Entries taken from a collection

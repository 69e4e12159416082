use std::fmt;
use std::io::{self, Write};
use std::process::Stdio;
use std::sync::{Arc, Mutex};

/// A writer that can be handed to several sinks at once.
pub type SharedWriter = Arc<Mutex<dyn Write + Send>>;

/// Where a child's standard output or standard error goes.
#[derive(Clone, Default)]
pub enum OutputSink {
    /// The parent's own stream.
    #[default]
    Inherit,
    /// Discarded.
    Null,
    /// Piped and copied into the writer.
    Writer(SharedWriter),
}

impl OutputSink {
    pub fn writer<W: Write + Send + 'static>(writer: W) -> Self {
        OutputSink::Writer(Arc::new(Mutex::new(writer)))
    }

    /// Sink backed by a file, truncating it.
    pub fn file(path: impl AsRef<std::path::Path>) -> io::Result<Self> {
        Ok(Self::writer(std::fs::File::create(path)?))
    }

    pub fn stdio(&self) -> Stdio {
        match self {
            OutputSink::Inherit => Stdio::inherit(),
            OutputSink::Null => Stdio::null(),
            OutputSink::Writer(_) => Stdio::piped(),
        }
    }

    pub fn is_piped(&self) -> bool {
        matches!(self, OutputSink::Writer(_))
    }

    /// Write `bytes` to the sink as the parent process.
    pub fn write_all(&self, bytes: &[u8]) -> io::Result<()> {
        match self {
            OutputSink::Inherit => {
                let mut out = io::stdout().lock();
                out.write_all(bytes)?;
                out.flush()
            }
            OutputSink::Null => Ok(()),
            OutputSink::Writer(writer) => {
                let mut writer = writer
                    .lock()
                    .map_err(|_| io::Error::new(io::ErrorKind::Other, "output sink lock poisoned"))?;
                writer.write_all(bytes)?;
                writer.flush()
            }
        }
    }
}

impl fmt::Debug for OutputSink {
    fn fmt(&self, f: &mut fmt::Formatter<'_>) -> fmt::Result {
        match self {
            OutputSink::Inherit => f.write_str("Inherit"),
            OutputSink::Null => f.write_str("Null"),
            OutputSink::Writer(_) => f.write_str("Writer(..)"),
        }
    }
}

impl From<CaptureBuffer> for OutputSink {
    fn from(buffer: CaptureBuffer) -> Self {
        OutputSink::writer(buffer)
    }
}

/// In-memory sink whose clones share one buffer.
#[derive(Debug, Clone, Default)]
pub struct CaptureBuffer {
    inner: Arc<Mutex<Vec<u8>>>,
}

impl CaptureBuffer {
    pub fn new() -> Self {
        Self::default()
    }

    pub fn bytes(&self) -> Vec<u8> {
        match self.inner.lock() {
            Ok(buf) => buf.clone(),
            Err(poisoned) => poisoned.into_inner().clone(),
        }
    }

    /// Captured output, lossily decoded.
    pub fn contents(&self) -> String {
        String::from_utf8_lossy(&self.bytes()).into_owned()
    }

    pub fn is_empty(&self) -> bool {
        self.bytes().is_empty()
    }
}

impl Write for CaptureBuffer {
    fn write(&mut self, buf: &[u8]) -> io::Result<usize> {
        let mut inner = self
            .inner
            .lock()
            .map_err(|_| io::Error::new(io::ErrorKind::Other, "capture buffer lock poisoned"))?;
        inner.extend_from_slice(buf);
        Ok(buf.len())
    }

    fn flush(&mut self) -> io::Result<()> {
        Ok(())
    }
}

#[cfg(test)]
mod tests {
    use super::*;

    #[test]
    fn test_capture_clones_share_buffer() {
        let capture = CaptureBuffer::new();
        let sink: OutputSink = capture.clone().into();
        sink.write_all(b"hello ").unwrap();
        sink.write_all(b"world").unwrap();
        assert_eq!(capture.contents(), "hello world");
    }

    #[test]
    fn test_null_sink_discards() {
        assert!(OutputSink::Null.write_all(b"ignored").is_ok());
    }

    #[test]
    fn test_only_writer_sinks_are_piped() {
        assert!(!OutputSink::Inherit.is_piped());
        assert!(!OutputSink::Null.is_piped());
        assert!(OutputSink::from(CaptureBuffer::new()).is_piped());
    }

    #[test]
    fn test_default_sink_inherits() {
        assert!(matches!(OutputSink::default(), OutputSink::Inherit));
        assert_eq!(format!("{:?}", OutputSink::writer(Vec::<u8>::new())), "Writer(..)");
    }
}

_Exercise goal_. Throughout the data above, copy all lines where the word "lock" is found.

_Answer below_.
                let mut out = io::stdout().lock();
                    .lock()
                    .map_err(|_| io::Error::new(io::ErrorKind::Other, "output sink lock poisoned"))?;
        match self.inner.lock() {
            .lock()
            .map_err(|_| io::Error::new(io::ErrorKind::Other, "capture buffer lock poisoned"))?;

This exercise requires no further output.